Ten year bonds are also sold to investors on the widen bazaar and are considered a rock solid almost guaranteed investment. Mortgage back securities are considered complex risk (since mortgages in the bundle could be refinanced or default (foreclosures)).
SO when pricing mortgage securities, traders will look at the price and relinquish of treasury bonds and determine what they're inclined to invest. If T-bonds are giving way 8% next mortgage securities are going to be greater than 8% otherwise, why buy them? If I can gain T-bonds for a better return why hold the risk? Conversley, if T-bond give up 4% the interest required to trade mortgages on the widen flea market go down near it. Other factor determine mortgage rates also, but T-bonds are their focal competition for investor dollars.
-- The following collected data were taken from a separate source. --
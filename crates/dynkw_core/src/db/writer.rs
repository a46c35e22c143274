//! Writes module metadata into the store.

use super::DbResult;
use crate::metadata::{AttributeRecord, AttributeValue, ModuleMetadata, TypeRecord};
use crate::model::spec::ModuleRef;
use log::{error, info};
use rusqlite::{params, Connection, Transaction};
use std::time::Instant;

/// Stores `metadata`, replacing any module with the same identity or name.
///
/// # Side effects
/// - Runs in one transaction; on error the store is unchanged.
/// - Emits `metadata_write` events with type counts, never member values.
pub fn write_module_metadata(conn: &mut Connection, metadata: &ModuleMetadata) -> DbResult<()> {
    let started_at = Instant::now();
    let module = &metadata.module;
    info!(
        "event=metadata_write module=db status=start target={} types={}",
        module,
        metadata.types.len()
    );

    let outcome = (|| -> DbResult<()> {
        let tx = conn.transaction()?;
        delete_existing(&tx, module)?;
        tx.execute(
            "INSERT INTO modules (uuid, name, version) VALUES (?1, ?2, ?3);",
            params![module.id.to_string(), module.name, module.version],
        )?;
        for (ordinal, record) in metadata.types.iter().enumerate() {
            insert_type(&tx, module, None, ordinal, record)?;
        }
        tx.commit()?;
        Ok(())
    })();

    match &outcome {
        Ok(()) => info!(
            "event=metadata_write module=db status=ok target={} duration_ms={}",
            module,
            started_at.elapsed().as_millis()
        ),
        Err(err) => error!(
            "event=metadata_write module=db status=error target={} duration_ms={} error={}",
            module,
            started_at.elapsed().as_millis(),
            err
        ),
    }
    outcome
}

/// Removes a module and all of its records. Returns whether it existed.
pub fn delete_module_metadata(conn: &Connection, module: &ModuleRef) -> DbResult<bool> {
    let deleted = conn.execute(
        "DELETE FROM modules WHERE uuid = ?1;",
        params![module.id.to_string()],
    )?;
    Ok(deleted > 0)
}

fn delete_existing(tx: &Transaction<'_>, module: &ModuleRef) -> DbResult<()> {
    tx.execute(
        "DELETE FROM modules WHERE uuid = ?1 OR name = ?2;",
        params![module.id.to_string(), module.name],
    )?;
    Ok(())
}

fn insert_type(
    tx: &Transaction<'_>,
    module: &ModuleRef,
    enclosing_id: Option<i64>,
    ordinal: usize,
    record: &TypeRecord,
) -> DbResult<()> {
    tx.execute(
        "INSERT INTO types (module_uuid, enclosing_id, ordinal, name, base_type, kind)
         VALUES (?1, ?2, ?3, ?4, ?5, ?6);",
        params![
            module.id.to_string(),
            enclosing_id,
            ordinal as i64,
            record.name,
            record.base_type.as_deref(),
            record.kind.as_str(),
        ],
    )?;
    let type_id = tx.last_insert_rowid();

    for (index, attribute) in record.attributes.iter().enumerate() {
        insert_attribute(tx, Some(type_id), None, index, attribute)?;
    }

    for (index, member) in record.members.iter().enumerate() {
        tx.execute(
            "INSERT INTO members (type_id, ordinal, name, type_signature, kind, settable)
             VALUES (?1, ?2, ?3, ?4, ?5, ?6);",
            params![
                type_id,
                index as i64,
                member.name,
                member.type_name,
                member.kind.as_str(),
                i64::from(member.settable),
            ],
        )?;
        let member_id = tx.last_insert_rowid();
        for (attr_index, attribute) in member.attributes.iter().enumerate() {
            insert_attribute(tx, None, Some(member_id), attr_index, attribute)?;
        }
    }

    for (index, field) in record.enum_fields.iter().enumerate() {
        tx.execute(
            "INSERT INTO enum_fields (type_id, ordinal, name) VALUES (?1, ?2, ?3);",
            params![type_id, index as i64, field],
        )?;
    }

    for (index, nested) in record.nested.iter().enumerate() {
        insert_type(tx, module, Some(type_id), index, nested)?;
    }
    Ok(())
}

fn insert_attribute(
    tx: &Transaction<'_>,
    type_id: Option<i64>,
    member_id: Option<i64>,
    ordinal: usize,
    attribute: &AttributeRecord,
) -> DbResult<()> {
    tx.execute(
        "INSERT INTO attributes (type_id, member_id, ordinal, name) VALUES (?1, ?2, ?3, ?4);",
        params![type_id, member_id, ordinal as i64, attribute.name],
    )?;
    let attribute_id = tx.last_insert_rowid();

    for (index, (name, value)) in attribute.arguments.iter().enumerate() {
        tx.execute(
            "INSERT INTO attribute_args (attribute_id, ordinal, name, value_kind, value)
             VALUES (?1, ?2, ?3, ?4, ?5);",
            params![attribute_id, index as i64, name, value.kind(), encode_value(value)],
        )?;
    }
    Ok(())
}

fn encode_value(value: &AttributeValue) -> String {
    match value {
        AttributeValue::Bool(flag) => flag.to_string(),
        AttributeValue::Int(number) => number.to_string(),
        AttributeValue::String(text) => text.clone(),
    }
}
Mortgage rates used to be tied to the 30 year treasury bonds but they discontinued those and so they begin using the 10 year treasury report because it is the longest treasury details occupancy.
The mortgage information may be written for 30 years, but the average character moves and pays bad their mortgage surrounded by 7-10 years. This make the 10 year treasury the nearest risk-free benchmark.